There were 4,702 single-family homes and 7,888 condominiums sold in 2004, both records.

December's median home price was 24 percent higher than a year earlier, and came amid robust sales of 417 homes. Condominium prices ended the year at a median $217,000 -- off November's record $229,300, but still 20 percent higher year-over-year. In December, 701 condos sold.

"We're going to see a little bit of slowing down on volume this year because so many people here have already bought a home. But there's no indication of any price weakness whatsoever," said Bill Chee, president and chief executive officer of Prudential Locations LLC.

So how much higher can prices go in 2005? That depends on interest rates.

Federal Reserve policymakers indicated during their last meeting in December that they would continue to raise rates to blunt inflation.

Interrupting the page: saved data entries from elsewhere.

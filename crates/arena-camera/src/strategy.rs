//! The `CameraStrategy` trait and the built-in strategies.
//!
//! | Mode          | Strategy                        | Viewer input            |
//! |---------------|---------------------------------|-------------------------|
//! | Free          | `OrbitCamera::free()`           | orbit, distance 2..15   |
//! | Split-screen  | `SplitCamera`                   | orbit                   |
//! | AI-guided     | `AiGuidedCamera`                | ignored                 |
//! | Sync leader   | `OrbitCamera::sync_leader()`    | orbit                   |
//! | Overhead      | `OrbitCamera::overhead()`       | orbit, polar ≤ π/4      |
//! | Heatmap       | `OrbitCamera::heatmap()`        | orbit, distance 2..15   |

use std::f32::consts::FRAC_PI_4;

use arena_agent::Agent;
use arena_core::{AgentId, Vec3, geo::{approach, centroid}};

use crate::{CameraFrame, CameraPose, Layout, OrbitLimits, ViewMode};

const VIEWER_FOV: f32 = 50.0;
const WIDE_FOV: f32 = 60.0;

/// Per-frame inputs to [`CameraStrategy::compose`].
#[derive(Copy, Clone, Debug)]
pub struct CameraInput<'a> {
    /// Agent records after this frame's motion tick.
    pub agents: &'a [Agent],
    /// Agent shown in the secondary split-screen view.
    pub split_agent: Option<AgentId>,
    /// Wall-clock frame time, seconds.
    pub dt_secs: f32,
    pub width: u32,
    pub height: u32,
}

/// Camera behavior of one [`ViewMode`].
///
/// A strategy never stores per-frame state; the rig owns the viewer pose and
/// hands it to [`compose`](Self::compose) each frame.  Strategies that drive
/// the viewer themselves write the new pose back through that reference.
pub trait CameraStrategy: Send + Sync {
    fn mode(&self) -> ViewMode;

    /// Viewer pose applied on entering the mode.
    fn home(&self) -> CameraPose;

    /// Limits on externally driven orbiting, or `None` when the mode ignores
    /// external camera input.
    fn orbit_limits(&self) -> Option<OrbitLimits> {
        Some(OrbitLimits::UNCONSTRAINED)
    }

    /// Whether entering this mode designates a formation leader.
    fn designates_leader(&self) -> bool {
        false
    }

    fn compose(&self, input: &CameraInput<'_>, viewer: &mut CameraPose) -> CameraFrame;
}

// ── OrbitCamera ───────────────────────────────────────────────────────────────

/// A viewer under direct external control.  Composition reports the viewer
/// pose unchanged.
#[derive(Clone, Debug)]
pub struct OrbitCamera {
    mode:   ViewMode,
    home:   CameraPose,
    limits: OrbitLimits,
    leader: bool,
}

impl OrbitCamera {
    pub fn free() -> Self {
        Self {
            mode:   ViewMode::Free,
            home:   CameraPose::new(Vec3::new(4.0, 3.0, 4.0), Vec3::new(0.0, 0.5, 0.0), VIEWER_FOV),
            limits: OrbitLimits { min_distance: 2.0, max_distance: 15.0, ..OrbitLimits::UNCONSTRAINED },
            leader: false,
        }
    }

    /// Free-camera composition; the heat spheres are drawn by the renderer.
    pub fn heatmap() -> Self {
        Self { mode: ViewMode::Heatmap, ..Self::free() }
    }

    pub fn sync_leader() -> Self {
        Self {
            mode:   ViewMode::SyncLeader,
            home:   CameraPose::new(Vec3::new(0.0, 3.0, 6.0), Vec3::new(0.0, 0.5, 0.0), VIEWER_FOV),
            limits: OrbitLimits::UNCONSTRAINED,
            leader: true,
        }
    }

    pub fn overhead() -> Self {
        Self {
            mode:   ViewMode::Overhead,
            home:   CameraPose::new(Vec3::new(0.0, 8.0, 0.1), Vec3::ZERO, WIDE_FOV),
            limits: OrbitLimits { min_polar: 0.0, max_polar: FRAC_PI_4, ..OrbitLimits::UNCONSTRAINED },
            leader: false,
        }
    }
}

impl CameraStrategy for OrbitCamera {
    fn mode(&self) -> ViewMode {
        self.mode
    }

    fn home(&self) -> CameraPose {
        self.home
    }

    fn orbit_limits(&self) -> Option<OrbitLimits> {
        Some(self.limits)
    }

    fn designates_leader(&self) -> bool {
        self.leader
    }

    fn compose(&self, input: &CameraInput<'_>, viewer: &mut CameraPose) -> CameraFrame {
        CameraFrame {
            mode:      self.mode,
            primary:   *viewer,
            secondary: None,
            layout:    Layout::single(input.width, input.height),
        }
    }
}

// ── SplitCamera ───────────────────────────────────────────────────────────────

/// Viewer on the left half; the selected agent's eye on the right half.
///
/// With no (or an unknown) agent selected the viewer fills the viewport.
#[derive(Clone, Debug)]
pub struct SplitCamera {
    home: CameraPose,
}

impl Default for SplitCamera {
    fn default() -> Self {
        Self {
            home: CameraPose::new(Vec3::new(5.0, 4.0, 5.0), Vec3::new(0.0, 0.5, 0.0), VIEWER_FOV),
        }
    }
}

impl CameraStrategy for SplitCamera {
    fn mode(&self) -> ViewMode {
        ViewMode::SplitScreen
    }

    fn home(&self) -> CameraPose {
        self.home
    }

    fn compose(&self, input: &CameraInput<'_>, viewer: &mut CameraPose) -> CameraFrame {
        let agent = input
            .split_agent
            .and_then(|id| input.agents.get(id.index()));

        match agent {
            Some(agent) => CameraFrame {
                mode:      ViewMode::SplitScreen,
                primary:   *viewer,
                secondary: Some(CameraPose::new(agent.position, agent.look_at, WIDE_FOV)),
                layout:    Layout::side_by_side(input.width, input.height),
            },
            None => CameraFrame {
                mode:      ViewMode::SplitScreen,
                primary:   *viewer,
                secondary: None,
                layout:    Layout::single(input.width, input.height),
            },
        }
    }
}

// ── AiGuidedCamera ────────────────────────────────────────────────────────────

/// Computes the viewer pose from the agents' collective attention.
///
/// ```text
/// center = centroid(agent positions)
/// focus  = center.lerp(centroid(agent gaze targets), blend)
/// ideal  = center - normalize(focus - center) * standoff + (0, lift, 0)
/// ```
///
/// Each frame the look-at moves `1 - e^(-target_rate × dt)` of the way to
/// `focus` and the position `1 - e^(-position_rate × dt)` of the way to
/// `ideal`.  The fraction stays below 1 for any finite `dt`, so a long frame
/// closes most of the gap without landing on it.
#[derive(Clone, Debug)]
pub struct AiGuidedCamera {
    pub blend: f32,
    pub standoff: f32,
    pub lift: f32,
    pub target_rate: f32,
    pub position_rate: f32,
}

impl Default for AiGuidedCamera {
    fn default() -> Self {
        Self { blend: 0.6, standoff: 4.0, lift: 3.0, target_rate: 2.0, position_rate: 1.5 }
    }
}

impl AiGuidedCamera {
    /// The `(ideal position, focus)` pair for `agents`.
    pub fn ideal(&self, agents: &[Agent]) -> (Vec3, Vec3) {
        let center = centroid(agents.iter().map(|a| a.position));
        let gaze   = centroid(agents.iter().map(|a| a.look_at));
        let focus  = center.lerp(gaze, self.blend);
        let toward = (focus - center).normalize_or_zero();
        (center - toward * self.standoff + Vec3::new(0.0, self.lift, 0.0), focus)
    }
}

impl CameraStrategy for AiGuidedCamera {
    fn mode(&self) -> ViewMode {
        ViewMode::AiGuided
    }

    fn home(&self) -> CameraPose {
        CameraPose::new(Vec3::new(5.0, 5.0, 5.0), Vec3::ZERO, VIEWER_FOV)
    }

    fn orbit_limits(&self) -> Option<OrbitLimits> {
        None
    }

    fn compose(&self, input: &CameraInput<'_>, viewer: &mut CameraPose) -> CameraFrame {
        let dt = if input.dt_secs.is_finite() { input.dt_secs.max(0.0) } else { 0.0 };
        let (ideal, focus) = self.ideal(input.agents);
        viewer.look_at  = approach(viewer.look_at, focus, smoothing(self.target_rate, dt));
        viewer.position = approach(viewer.position, ideal, smoothing(self.position_rate, dt));
        CameraFrame {
            mode:      ViewMode::AiGuided,
            primary:   *viewer,
            secondary: None,
            layout:    Layout::single(input.width, input.height),
        }
    }
}

/// Frame-rate independent interpolation factor for an exponential approach.
#[inline]
fn smoothing(rate: f32, dt: f32) -> f32 {
    1.0 - (-rate * dt).exp()
}
use thiserror::Error;

#[derive(Debug, Error)]
pub enum AgentError {
    #[error("duplicate agent key {0:?}")]
    DuplicateAgent(String),

    #[error("too many agents for an AgentId")]
    TooManyAgents,
}

pub type AgentResult<T> = Result<T, AgentError>;
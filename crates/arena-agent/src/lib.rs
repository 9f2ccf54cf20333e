//! `arena-agent`: the Agent Record Store.
//!
//! # Crate layout
//!
//! | Module      | Contents                                                 |
//! |-------------|----------------------------------------------------------|
//! | [`agent`]   | `Agent` record, `Behavior` state enum                    |
//! | [`store`]   | `AgentStore`: the only owner of mutable agent state     |
//! | [`builder`] | `AgentSpec`, `AgentStoreBuilder`                         |
//! | [`error`]   | `AgentError`, `AgentResult<T>`                           |
//!
//! # Mutation discipline
//!
//! `Agent` fields are public for reading, but the store hands out only
//! shared references.  Every write goes through a named `AgentStore`
//! operation (`set_target`, `update_position`, `add_dwell`, …), each of which
//! is a single atomic replacement of the affected fields.  Unknown ids are
//! silently ignored.

pub mod agent;
pub mod builder;
pub mod error;
pub mod store;

#[cfg(test)]
mod tests;

pub use agent::{Agent, Behavior};
pub use builder::{AgentSpec, AgentStoreBuilder};
pub use error::{AgentError, AgentResult};
pub use store::AgentStore;
use std::fmt;

/// The active way of viewing the scene.  Exactly one is active at a time.
#[derive(Copy, Clone, PartialEq, Eq, Hash, Debug, Default)]
#[cfg_attr(feature = "serde", derive(serde::Serialize, serde::Deserialize))]
pub enum ViewMode {
    #[default]
    Free,
    SplitScreen,
    AiGuided,
    SyncLeader,
    Overhead,
    Heatmap,
}

impl ViewMode {
    pub const ALL: [ViewMode; 6] = [
        ViewMode::Free,
        ViewMode::SplitScreen,
        ViewMode::AiGuided,
        ViewMode::SyncLeader,
        ViewMode::Overhead,
        ViewMode::Heatmap,
    ];

    /// Position in [`ViewMode::ALL`]; used as the dispatch-table index.
    #[inline]
    pub fn index(self) -> usize {
        self as usize
    }
}

impl fmt::Display for ViewMode {
    fn fmt(&self, f: &mut fmt::Formatter<'_>) -> fmt::Result {
        f.write_str(match self {
            ViewMode::Free        => "FREE",
            ViewMode::SplitScreen => "SPLIT_SCREEN",
            ViewMode::AiGuided    => "AI_GUIDED",
            ViewMode::SyncLeader  => "SYNC_LEADER",
            ViewMode::Overhead    => "OVERHEAD",
            ViewMode::Heatmap     => "HEATMAP",
        })
    }
}
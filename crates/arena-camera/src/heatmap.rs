//! Dwell aggregation for heatmap rendering.

use std::collections::BTreeMap;

use arena_agent::Agent;
use arena_core::{PoiId, Vec3};
use arena_scene::PoiRegistry;

/// Total inspection seconds per POI across `agents`.  POIs nobody inspected
/// are absent.
pub fn aggregate_dwell(agents: &[Agent]) -> BTreeMap<PoiId, f32> {
    let mut totals = BTreeMap::new();
    for agent in agents {
        for (&poi, &secs) in &agent.dwell {
            *totals.entry(poi).or_insert(0.0) += secs;
        }
    }
    totals
}

/// One renderable heat sphere.
#[derive(Copy, Clone, Debug, PartialEq)]
pub struct HeatCell {
    pub poi: PoiId,
    pub position: Vec3,
    pub seconds: f32,
    /// `seconds / max(all totals)`, in `[0, 1]`.
    pub intensity: f32,
}

/// Heat cells for every registered POI whose total dwell reaches
/// `threshold_secs`, in registry order.
pub fn heat_cells(agents: &[Agent], registry: &PoiRegistry, threshold_secs: f32) -> Vec<HeatCell> {
    let totals = aggregate_dwell(agents);
    let max = totals.values().copied().fold(0.0_f32, f32::max);
    let denom = if max > 0.0 { max } else { 1.0 };

    registry
        .iter()
        .filter_map(|poi| {
            let seconds = totals.get(&poi.id).copied().unwrap_or(0.0);
            (seconds >= threshold_secs).then(|| HeatCell {
                poi: poi.id,
                position: poi.position,
                seconds,
                intensity: (seconds / denom).min(1.0),
            })
        })
        .collect()
}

But they've done so five times in 2004 with no apparent effect on Hawaii.

Chee said rates would have to leap 1.5 percentage points or more this year, which he doesn't expect, before having any impact. He expects home prices to grow another 10 percent this year.

"Interest rates are the obvious factor," he said. "But without a big jump, the demand side should stay strong, and we already know how tight supply is."

Brewbaker is even more bullish. Homes won't become "unaffordable," taking into account low interest rates and rising household income levels until well past the $600,000 mark, he said. And with key industries like tourism and construction running nearly at capacity, local buying power should remain substantial.

He also believes Hawaii's prices will align themselves with California markets like Orange County, San Diego and San Francisco, the sources of many mainland investors who have bought homes in Hawaii.

Those areas have comparable income levels to Hawaii, as well as median prices that appear to have topped out in a range from the mid-$500,000s to the mid-$600,000s.

The median is the point at which half the homes sold for more and half sold for less.

"As long as Oahu is cheaper than San Diego, capital will continue to flow here," Brewbaker said. "Those people can sell their house in San Diego, buy an Oahu property and have a somewhat similar lifestyle. There are a lot of similarities."

Developers have tried to sate demand by building new homes.

But the scarcity of buildable and properly zoned land, especially on Oahu, along with cumbersome zoning and permitting processes, limit how much of a dent they can make, said Mike Jones, president of homebuilder D.R. Horton, Schuler Division.

"If you look at the number of homes being built on Oahu compared to what's needed, they don't really compare. We need a lot more supply," Jones said.

He adds that a continued bottleneck in new-home deliveries is likely over "the next few years" before some equilibrium is reached.

Ultimately, the only threat to prices may be prices themselves, Brewbaker said.

"It's really the prices that will end up swamping the market, because there aren't any other (economic) indicators on the horizon to do that," he said.